Les touristes ne viennent plus.

Si la confection des objets d’arts regorge de beaucoup de difficultés, la commercialisation n’en est pas moins. Marcel Folly, père de 3 enfants, est dans ce secteur de vente au CPA depuis 18 ans. Selon lui, le Bénin assiste à une mévente totale dans le secteur artisanal. Il poursuit en disant que ce marasme est dû à l’absence des touristes. « Les touristes ne viennent plus comme avant, depuis que certaines maladies comme ‘’Ebola’’ font rage en Afrique, ce qui agit sur le marché. », se plaint Marcel Folly. Selon le commerçant, les ‘‘Blancs’’ apprécient mieux la valeur de ces objets que les Béninois eux-mêmes. Ainsi, le désintéressement des natifs n’est-il pas dû à la cherté des produits? «Du tout pas», répond Folly d’un air désemparé. Selon ses propos, les produits sont conçus d’une manière à permettre au plus pauvre des béninois d’en tirer profit. « Chaque qualité de tissu confectionné avec son prix. Pendant que certains sont faits en nylon, d’autres sont conçus en coton.

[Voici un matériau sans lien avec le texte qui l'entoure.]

#![cfg_attr(feature = "fail-on-warnings", deny(warnings))]
#![warn(clippy::all, clippy::pedantic, clippy::nursery, clippy::cargo)]
#![allow(clippy::multiple_crate_versions, clippy::cargo_common_metadata)]

//! Link-level accident cost estimation.
//!
//! The [`AccidentPipeline`] follows the simulation lifecycle:
//!
//! - **startup**: every network link is classified once (road geometry
//!   overrides, land-use lookup, lane count) into the [`AccidentContext`];
//! - **after mobsim**: for every link and time bin, demand from a
//!   [`DemandProvider`] is turned into an accident cost by the configured
//!   [`CostFormula`] and stored, overwriting the previous iteration;
//! - **iteration end**: the context is written out as a CSV report.
//!
//! An unknown computation method aborts the pipeline. Missing land-use or
//! places data only degrades classification to default values.

pub mod aggregate;
pub mod classification;
pub mod config;
pub mod context;
pub mod demand;
pub mod formula;
pub mod pipeline;
pub mod progress;
pub mod report;

use accidents_network_models::LinkId;

pub use aggregate::{CostSettings, TimeBin, run_for_iteration, time_bins};
pub use classification::{BUILT_UP_LAND_USES, OverrideLists, build_classification};
pub use context::AccidentContext;
pub use demand::{DemandProvider, LinkDemandCounter, LinkEvent};
pub use formula::{BvwpFormula, CostFormula, CostFormulaRegistry};
pub use pipeline::AccidentPipeline;

/// Errors that abort the accident pipeline.
#[derive(Debug, thiserror::Error)]
pub enum AccidentError {
    /// I/O error (file read/write).
    #[error("I/O error: {0}")]
    Io(#[from] std::io::Error),

    /// TOML config parsing failed.
    #[error("Config parse error: {0}")]
    Toml(#[from] toml::de::Error),

    /// CSV reading or writing failed.
    #[error("CSV error: {0}")]
    Csv(#[from] csv::Error),

    /// Spatial setup failed (e.g. unsupported CRS).
    #[error("Spatial error: {0}")]
    Spatial(#[from] accidents_spatial::SpatialError),

    /// The configured cost computation method is not registered.
    #[error("Unknown accident computation approach or value not set: '{0}'. Aborting...")]
    UnknownComputationMethod(String),

    /// A link in the accident context has no counterpart in the network.
    #[error("Link {0} is in the accident context but not in the network")]
    MissingLink(LinkId),

    /// A config value is out of range.
    #[error("Invalid config: {message}")]
    InvalidConfig {
        /// Description of what went wrong.
        message: String,
    },
}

Ce qui fait que l’acheteur, quelques soit son rang social trouvera pour lui », a expliqué M. Folly.

Le gouvernement à la rescousse.

 Selon Marcel, il n’existe pas de problème sans solution. Il affirme que le peu de Béninois qui viennent les rendre visite, sont ceux qui l’ont hérité de leurs parents dès le bas âge ou ceux qui résident à l’extérieur et qui reviennent de temps à autre au pays. Pourtant, il faut consommer local afin de participer d’une part au développement du pays, dit-on. C’est justement pour cette raison que l’amoureux de la culture, invite l’Etat béninois à multiplier les sensibilisations de part et d’autres à l’intérieur du pays, afin d’amener les Béninois à mieux comprendre la valeur et l’importance qu’ont les produits culturels locaux. Il invite donc le ministre de la culture à insérer, dans le programme d’éducation scolaire, la culture comme matière principale. Ceci permettrait selon lui, aux enfants dès leur bas âge, d’avoir un cœur pour la culture de leur pays. Et pour conclure dit-il, « l’art n’a pas de prix».